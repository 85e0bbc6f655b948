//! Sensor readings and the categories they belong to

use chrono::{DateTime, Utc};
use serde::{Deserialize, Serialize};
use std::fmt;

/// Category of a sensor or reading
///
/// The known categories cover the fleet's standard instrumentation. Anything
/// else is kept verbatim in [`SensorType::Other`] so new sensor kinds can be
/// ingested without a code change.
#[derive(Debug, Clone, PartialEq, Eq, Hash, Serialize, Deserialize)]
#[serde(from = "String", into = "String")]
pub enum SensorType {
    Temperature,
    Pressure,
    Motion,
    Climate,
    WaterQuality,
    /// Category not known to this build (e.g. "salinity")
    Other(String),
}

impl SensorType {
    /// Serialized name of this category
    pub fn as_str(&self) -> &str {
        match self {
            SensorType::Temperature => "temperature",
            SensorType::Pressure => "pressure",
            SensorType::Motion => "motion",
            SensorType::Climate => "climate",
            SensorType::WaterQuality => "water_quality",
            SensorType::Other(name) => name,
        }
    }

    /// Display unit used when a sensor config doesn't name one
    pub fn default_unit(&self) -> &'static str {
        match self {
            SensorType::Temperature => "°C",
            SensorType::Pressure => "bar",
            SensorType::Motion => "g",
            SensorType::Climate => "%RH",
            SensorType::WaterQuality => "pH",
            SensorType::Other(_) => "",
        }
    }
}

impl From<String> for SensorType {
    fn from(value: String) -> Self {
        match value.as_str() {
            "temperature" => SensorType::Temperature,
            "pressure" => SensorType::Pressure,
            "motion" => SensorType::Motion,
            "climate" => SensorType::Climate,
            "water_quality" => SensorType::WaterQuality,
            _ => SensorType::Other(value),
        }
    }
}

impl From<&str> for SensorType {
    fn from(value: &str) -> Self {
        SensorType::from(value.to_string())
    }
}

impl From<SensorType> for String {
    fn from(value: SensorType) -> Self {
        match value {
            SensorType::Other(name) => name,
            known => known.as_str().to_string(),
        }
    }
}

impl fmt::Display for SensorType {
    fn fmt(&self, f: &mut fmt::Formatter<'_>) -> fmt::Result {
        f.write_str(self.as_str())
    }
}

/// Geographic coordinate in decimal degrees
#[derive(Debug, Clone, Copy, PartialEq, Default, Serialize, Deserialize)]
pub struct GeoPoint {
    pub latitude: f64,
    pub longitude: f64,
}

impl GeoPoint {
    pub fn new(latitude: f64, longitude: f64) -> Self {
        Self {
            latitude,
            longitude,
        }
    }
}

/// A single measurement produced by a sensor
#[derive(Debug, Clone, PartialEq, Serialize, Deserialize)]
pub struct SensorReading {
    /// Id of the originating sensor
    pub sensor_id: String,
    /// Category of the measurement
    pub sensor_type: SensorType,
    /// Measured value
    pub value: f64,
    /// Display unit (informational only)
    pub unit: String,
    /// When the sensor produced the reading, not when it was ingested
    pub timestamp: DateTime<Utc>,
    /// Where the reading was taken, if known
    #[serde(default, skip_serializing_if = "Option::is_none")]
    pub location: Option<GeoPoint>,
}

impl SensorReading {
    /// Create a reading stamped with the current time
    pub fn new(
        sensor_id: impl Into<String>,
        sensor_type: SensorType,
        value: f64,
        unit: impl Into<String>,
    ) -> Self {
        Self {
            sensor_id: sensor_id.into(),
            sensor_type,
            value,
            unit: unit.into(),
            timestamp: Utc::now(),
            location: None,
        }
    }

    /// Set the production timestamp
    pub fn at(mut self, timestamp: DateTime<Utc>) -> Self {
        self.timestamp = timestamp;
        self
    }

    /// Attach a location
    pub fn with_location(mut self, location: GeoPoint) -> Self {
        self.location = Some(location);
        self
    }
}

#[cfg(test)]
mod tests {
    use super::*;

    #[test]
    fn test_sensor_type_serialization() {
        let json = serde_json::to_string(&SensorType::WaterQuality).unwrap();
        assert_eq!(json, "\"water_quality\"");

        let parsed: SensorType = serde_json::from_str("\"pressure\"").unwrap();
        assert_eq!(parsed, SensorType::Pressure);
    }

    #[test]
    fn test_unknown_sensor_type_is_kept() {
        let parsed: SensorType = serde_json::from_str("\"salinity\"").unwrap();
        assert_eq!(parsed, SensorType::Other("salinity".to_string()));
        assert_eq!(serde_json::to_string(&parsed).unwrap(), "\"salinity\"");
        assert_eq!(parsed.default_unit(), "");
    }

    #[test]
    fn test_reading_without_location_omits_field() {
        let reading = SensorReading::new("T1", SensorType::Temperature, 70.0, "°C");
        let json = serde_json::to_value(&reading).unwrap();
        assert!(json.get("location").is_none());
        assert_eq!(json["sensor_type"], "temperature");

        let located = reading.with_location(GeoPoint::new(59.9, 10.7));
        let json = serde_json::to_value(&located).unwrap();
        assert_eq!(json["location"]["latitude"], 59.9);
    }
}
---
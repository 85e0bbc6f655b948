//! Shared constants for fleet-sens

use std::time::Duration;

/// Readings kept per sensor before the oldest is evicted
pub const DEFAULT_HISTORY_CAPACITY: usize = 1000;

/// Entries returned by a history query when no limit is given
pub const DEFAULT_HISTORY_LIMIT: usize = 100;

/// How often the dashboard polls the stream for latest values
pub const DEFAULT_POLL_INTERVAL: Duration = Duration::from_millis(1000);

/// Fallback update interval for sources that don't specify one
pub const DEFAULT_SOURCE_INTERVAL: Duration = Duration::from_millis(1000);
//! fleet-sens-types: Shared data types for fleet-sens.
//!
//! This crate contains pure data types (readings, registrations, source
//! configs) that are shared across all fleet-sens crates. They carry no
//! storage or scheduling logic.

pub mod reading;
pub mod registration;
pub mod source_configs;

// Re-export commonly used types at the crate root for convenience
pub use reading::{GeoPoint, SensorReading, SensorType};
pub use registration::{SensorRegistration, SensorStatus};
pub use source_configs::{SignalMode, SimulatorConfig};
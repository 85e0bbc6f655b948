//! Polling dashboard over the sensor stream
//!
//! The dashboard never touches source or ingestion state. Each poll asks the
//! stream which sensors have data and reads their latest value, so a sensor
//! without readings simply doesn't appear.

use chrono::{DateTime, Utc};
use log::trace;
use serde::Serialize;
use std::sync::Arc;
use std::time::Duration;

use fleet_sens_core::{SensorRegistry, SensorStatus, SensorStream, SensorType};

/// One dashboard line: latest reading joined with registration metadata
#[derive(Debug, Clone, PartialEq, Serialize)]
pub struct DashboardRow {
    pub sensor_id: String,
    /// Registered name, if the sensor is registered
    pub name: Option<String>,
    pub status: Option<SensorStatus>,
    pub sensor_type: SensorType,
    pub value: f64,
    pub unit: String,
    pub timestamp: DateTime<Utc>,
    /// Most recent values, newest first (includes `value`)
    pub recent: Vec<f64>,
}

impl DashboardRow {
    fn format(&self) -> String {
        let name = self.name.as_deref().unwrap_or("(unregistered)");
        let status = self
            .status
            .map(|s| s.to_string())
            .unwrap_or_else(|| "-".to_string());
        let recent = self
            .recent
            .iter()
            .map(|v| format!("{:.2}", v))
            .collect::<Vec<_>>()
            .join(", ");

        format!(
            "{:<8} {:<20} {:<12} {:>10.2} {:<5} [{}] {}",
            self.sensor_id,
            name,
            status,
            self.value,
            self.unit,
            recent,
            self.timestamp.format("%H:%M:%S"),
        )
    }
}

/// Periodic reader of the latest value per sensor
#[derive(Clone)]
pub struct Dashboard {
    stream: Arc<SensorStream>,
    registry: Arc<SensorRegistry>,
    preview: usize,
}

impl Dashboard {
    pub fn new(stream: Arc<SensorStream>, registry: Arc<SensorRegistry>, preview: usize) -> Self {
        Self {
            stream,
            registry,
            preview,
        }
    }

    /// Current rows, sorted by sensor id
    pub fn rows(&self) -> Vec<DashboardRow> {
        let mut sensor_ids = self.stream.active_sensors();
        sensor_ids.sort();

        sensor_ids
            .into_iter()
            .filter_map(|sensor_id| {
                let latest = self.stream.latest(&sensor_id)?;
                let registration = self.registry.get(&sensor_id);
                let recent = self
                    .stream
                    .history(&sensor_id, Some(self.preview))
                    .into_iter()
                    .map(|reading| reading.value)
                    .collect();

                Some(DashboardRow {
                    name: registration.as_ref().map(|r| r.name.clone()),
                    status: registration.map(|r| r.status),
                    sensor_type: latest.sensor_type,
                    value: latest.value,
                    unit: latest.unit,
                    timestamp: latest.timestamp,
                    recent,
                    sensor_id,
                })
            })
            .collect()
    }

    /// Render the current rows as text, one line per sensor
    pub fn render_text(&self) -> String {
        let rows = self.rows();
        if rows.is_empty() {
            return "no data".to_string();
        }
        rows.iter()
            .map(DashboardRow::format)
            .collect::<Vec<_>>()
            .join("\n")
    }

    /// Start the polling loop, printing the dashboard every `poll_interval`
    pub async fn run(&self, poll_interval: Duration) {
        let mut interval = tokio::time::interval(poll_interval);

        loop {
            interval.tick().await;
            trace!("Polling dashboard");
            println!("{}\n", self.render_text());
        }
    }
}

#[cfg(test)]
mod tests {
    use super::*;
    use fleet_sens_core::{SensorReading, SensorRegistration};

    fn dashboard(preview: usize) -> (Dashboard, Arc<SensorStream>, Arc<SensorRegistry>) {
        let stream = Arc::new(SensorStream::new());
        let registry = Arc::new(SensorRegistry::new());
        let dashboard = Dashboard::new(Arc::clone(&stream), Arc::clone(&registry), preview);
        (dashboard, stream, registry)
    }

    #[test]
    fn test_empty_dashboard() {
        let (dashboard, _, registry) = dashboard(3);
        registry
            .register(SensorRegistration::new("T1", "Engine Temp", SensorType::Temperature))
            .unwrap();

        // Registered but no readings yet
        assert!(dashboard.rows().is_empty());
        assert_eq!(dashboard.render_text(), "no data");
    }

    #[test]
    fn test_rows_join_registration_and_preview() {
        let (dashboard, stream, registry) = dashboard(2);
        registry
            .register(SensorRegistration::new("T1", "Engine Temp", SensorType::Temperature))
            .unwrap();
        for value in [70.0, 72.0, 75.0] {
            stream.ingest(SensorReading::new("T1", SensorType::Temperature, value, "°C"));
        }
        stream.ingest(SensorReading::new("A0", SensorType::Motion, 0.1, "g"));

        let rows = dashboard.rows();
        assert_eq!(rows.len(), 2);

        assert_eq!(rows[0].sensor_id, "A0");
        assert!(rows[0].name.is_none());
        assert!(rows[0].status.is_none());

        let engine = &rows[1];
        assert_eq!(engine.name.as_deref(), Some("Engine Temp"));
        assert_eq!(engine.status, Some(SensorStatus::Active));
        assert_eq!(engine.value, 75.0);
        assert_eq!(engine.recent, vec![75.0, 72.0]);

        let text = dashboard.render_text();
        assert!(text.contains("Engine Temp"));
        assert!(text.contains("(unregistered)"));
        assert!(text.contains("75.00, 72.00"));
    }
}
---
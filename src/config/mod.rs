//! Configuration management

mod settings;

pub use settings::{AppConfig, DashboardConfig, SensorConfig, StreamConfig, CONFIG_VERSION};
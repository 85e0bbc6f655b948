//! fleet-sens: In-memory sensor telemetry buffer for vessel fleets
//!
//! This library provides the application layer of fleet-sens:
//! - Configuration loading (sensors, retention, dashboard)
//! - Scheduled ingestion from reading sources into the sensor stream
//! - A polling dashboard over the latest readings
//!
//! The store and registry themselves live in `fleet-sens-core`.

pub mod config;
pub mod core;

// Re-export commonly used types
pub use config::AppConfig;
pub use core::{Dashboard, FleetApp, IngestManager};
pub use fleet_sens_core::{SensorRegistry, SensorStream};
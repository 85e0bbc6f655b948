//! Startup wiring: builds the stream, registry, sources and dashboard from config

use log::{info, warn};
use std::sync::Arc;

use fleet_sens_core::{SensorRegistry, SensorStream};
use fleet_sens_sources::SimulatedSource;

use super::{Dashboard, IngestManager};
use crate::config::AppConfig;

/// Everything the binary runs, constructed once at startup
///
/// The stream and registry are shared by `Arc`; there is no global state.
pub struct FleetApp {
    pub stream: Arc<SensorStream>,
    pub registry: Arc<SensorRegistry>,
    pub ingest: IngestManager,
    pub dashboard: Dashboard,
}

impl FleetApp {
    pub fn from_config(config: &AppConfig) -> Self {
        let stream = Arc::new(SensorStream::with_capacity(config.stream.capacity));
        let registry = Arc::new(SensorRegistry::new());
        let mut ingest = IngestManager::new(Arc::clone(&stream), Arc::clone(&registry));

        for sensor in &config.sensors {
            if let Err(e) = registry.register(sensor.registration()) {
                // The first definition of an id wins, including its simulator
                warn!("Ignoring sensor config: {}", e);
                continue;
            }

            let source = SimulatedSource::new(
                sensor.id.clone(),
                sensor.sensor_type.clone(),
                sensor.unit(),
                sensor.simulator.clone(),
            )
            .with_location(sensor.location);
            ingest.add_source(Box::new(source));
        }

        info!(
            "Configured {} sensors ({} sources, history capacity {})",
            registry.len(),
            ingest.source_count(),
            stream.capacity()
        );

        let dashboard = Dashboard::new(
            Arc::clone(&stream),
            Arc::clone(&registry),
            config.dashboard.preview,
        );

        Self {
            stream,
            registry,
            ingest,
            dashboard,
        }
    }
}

TASK DETAILS: Lines of the material may hold the string "collect". Copy each one that does.

ANSWER FOR THIS EXERCISE:
            .collect::<Vec<_>>()
                    .collect();
            .collect()
            .collect::<Vec<_>>()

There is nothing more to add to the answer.